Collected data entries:
[Start of Attachment]

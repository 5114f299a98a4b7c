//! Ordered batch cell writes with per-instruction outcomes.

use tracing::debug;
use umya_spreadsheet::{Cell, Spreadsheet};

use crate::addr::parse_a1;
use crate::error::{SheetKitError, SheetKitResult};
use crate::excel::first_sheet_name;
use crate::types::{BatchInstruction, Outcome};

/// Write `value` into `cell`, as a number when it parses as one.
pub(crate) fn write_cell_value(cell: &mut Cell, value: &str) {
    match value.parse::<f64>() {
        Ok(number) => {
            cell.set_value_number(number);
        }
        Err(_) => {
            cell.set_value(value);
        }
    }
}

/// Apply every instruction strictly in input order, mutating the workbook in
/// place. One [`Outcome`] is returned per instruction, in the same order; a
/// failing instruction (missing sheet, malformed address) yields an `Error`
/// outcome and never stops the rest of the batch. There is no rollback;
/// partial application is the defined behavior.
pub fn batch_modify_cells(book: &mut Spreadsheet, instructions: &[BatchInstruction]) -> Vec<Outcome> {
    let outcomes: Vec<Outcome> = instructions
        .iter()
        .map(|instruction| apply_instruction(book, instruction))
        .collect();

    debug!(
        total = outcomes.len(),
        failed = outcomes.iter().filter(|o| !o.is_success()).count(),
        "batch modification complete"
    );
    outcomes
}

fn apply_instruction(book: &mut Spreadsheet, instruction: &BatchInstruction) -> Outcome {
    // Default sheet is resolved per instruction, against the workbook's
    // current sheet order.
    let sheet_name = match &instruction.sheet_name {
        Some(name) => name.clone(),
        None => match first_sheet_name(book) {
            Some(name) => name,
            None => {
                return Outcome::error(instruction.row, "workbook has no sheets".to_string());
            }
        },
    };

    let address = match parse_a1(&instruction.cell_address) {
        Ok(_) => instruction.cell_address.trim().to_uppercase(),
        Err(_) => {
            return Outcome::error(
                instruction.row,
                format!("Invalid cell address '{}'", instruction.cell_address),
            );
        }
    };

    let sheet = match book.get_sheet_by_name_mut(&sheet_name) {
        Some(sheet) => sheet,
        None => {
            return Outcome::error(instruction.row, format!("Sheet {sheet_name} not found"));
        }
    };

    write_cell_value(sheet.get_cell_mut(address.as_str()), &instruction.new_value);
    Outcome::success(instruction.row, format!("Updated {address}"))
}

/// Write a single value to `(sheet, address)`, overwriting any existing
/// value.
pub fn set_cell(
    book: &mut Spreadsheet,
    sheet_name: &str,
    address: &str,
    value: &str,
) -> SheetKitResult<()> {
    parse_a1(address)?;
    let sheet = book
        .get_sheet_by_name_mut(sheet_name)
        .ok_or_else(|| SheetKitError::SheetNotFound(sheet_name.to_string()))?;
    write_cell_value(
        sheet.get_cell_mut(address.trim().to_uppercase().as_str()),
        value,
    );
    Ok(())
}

[End of Attachment]
[Start of Attachment]

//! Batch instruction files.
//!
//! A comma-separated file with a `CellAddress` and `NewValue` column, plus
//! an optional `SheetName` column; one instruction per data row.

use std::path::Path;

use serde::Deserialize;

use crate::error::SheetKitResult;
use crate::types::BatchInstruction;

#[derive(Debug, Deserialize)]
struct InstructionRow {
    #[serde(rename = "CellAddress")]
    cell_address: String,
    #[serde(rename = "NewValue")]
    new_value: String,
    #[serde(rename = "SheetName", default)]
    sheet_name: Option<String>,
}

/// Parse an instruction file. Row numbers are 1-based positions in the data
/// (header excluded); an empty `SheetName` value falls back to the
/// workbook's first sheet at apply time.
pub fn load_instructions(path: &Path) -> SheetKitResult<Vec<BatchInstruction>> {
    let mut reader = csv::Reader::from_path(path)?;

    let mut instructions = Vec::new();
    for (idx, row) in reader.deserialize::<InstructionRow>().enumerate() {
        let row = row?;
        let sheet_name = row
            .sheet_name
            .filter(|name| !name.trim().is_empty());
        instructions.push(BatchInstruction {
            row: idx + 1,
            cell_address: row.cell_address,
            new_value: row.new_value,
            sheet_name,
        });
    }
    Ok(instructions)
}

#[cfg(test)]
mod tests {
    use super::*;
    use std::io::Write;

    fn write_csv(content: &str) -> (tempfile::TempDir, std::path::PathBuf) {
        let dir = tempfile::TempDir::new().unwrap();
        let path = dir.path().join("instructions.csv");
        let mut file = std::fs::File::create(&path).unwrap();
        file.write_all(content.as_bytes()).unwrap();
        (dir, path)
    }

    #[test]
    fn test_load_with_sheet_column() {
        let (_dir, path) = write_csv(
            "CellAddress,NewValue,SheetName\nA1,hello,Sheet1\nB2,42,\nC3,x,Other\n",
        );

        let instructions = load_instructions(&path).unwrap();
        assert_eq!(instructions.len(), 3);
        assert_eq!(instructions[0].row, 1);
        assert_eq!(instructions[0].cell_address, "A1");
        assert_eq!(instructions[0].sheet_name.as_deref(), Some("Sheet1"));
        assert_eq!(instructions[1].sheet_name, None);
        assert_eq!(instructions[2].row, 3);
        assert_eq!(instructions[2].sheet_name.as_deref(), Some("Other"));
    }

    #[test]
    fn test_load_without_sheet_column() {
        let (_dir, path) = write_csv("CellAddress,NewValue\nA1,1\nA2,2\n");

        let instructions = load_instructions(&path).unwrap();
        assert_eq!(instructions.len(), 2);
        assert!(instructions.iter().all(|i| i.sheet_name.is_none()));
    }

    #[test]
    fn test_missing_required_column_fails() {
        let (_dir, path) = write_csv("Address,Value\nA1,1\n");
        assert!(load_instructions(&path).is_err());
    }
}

[End of Attachment]

Check each line of the data above for the word "crate", then state how many lines have it. Give the number alone.

7